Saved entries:
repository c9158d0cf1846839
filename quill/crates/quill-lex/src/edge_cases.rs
//! Edge case tests for quill-lex
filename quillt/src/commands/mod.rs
//! Command modules for the quillt CLI.
//!
//! Each subcommand is implemented in its own file following a standardized pattern.

pub mod common;
pub mod traits;

pub mod check;
pub mod tokens;

pub use check::{run_check, CheckArgs};
pub use tokens::{run_tokens, TokensArgs};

TASK PROMPT: Copy every record once more, exactly as given.

RESPONSE TO THE TASK:
repository c9158d0cf1846839
filename quill/crates/quill-lex/src/edge_cases.rs
//! Edge case tests for quill-lex
filename quillt/src/commands/mod.rs
//! Command modules for the quillt CLI.
//!
//! Each subcommand is implemented in its own file following a standardized pattern.

pub mod common;
pub mod traits;

pub mod check;
pub mod tokens;

pub use check::{run_check, CheckArgs};
pub use tokens::{run_tokens, TokensArgs};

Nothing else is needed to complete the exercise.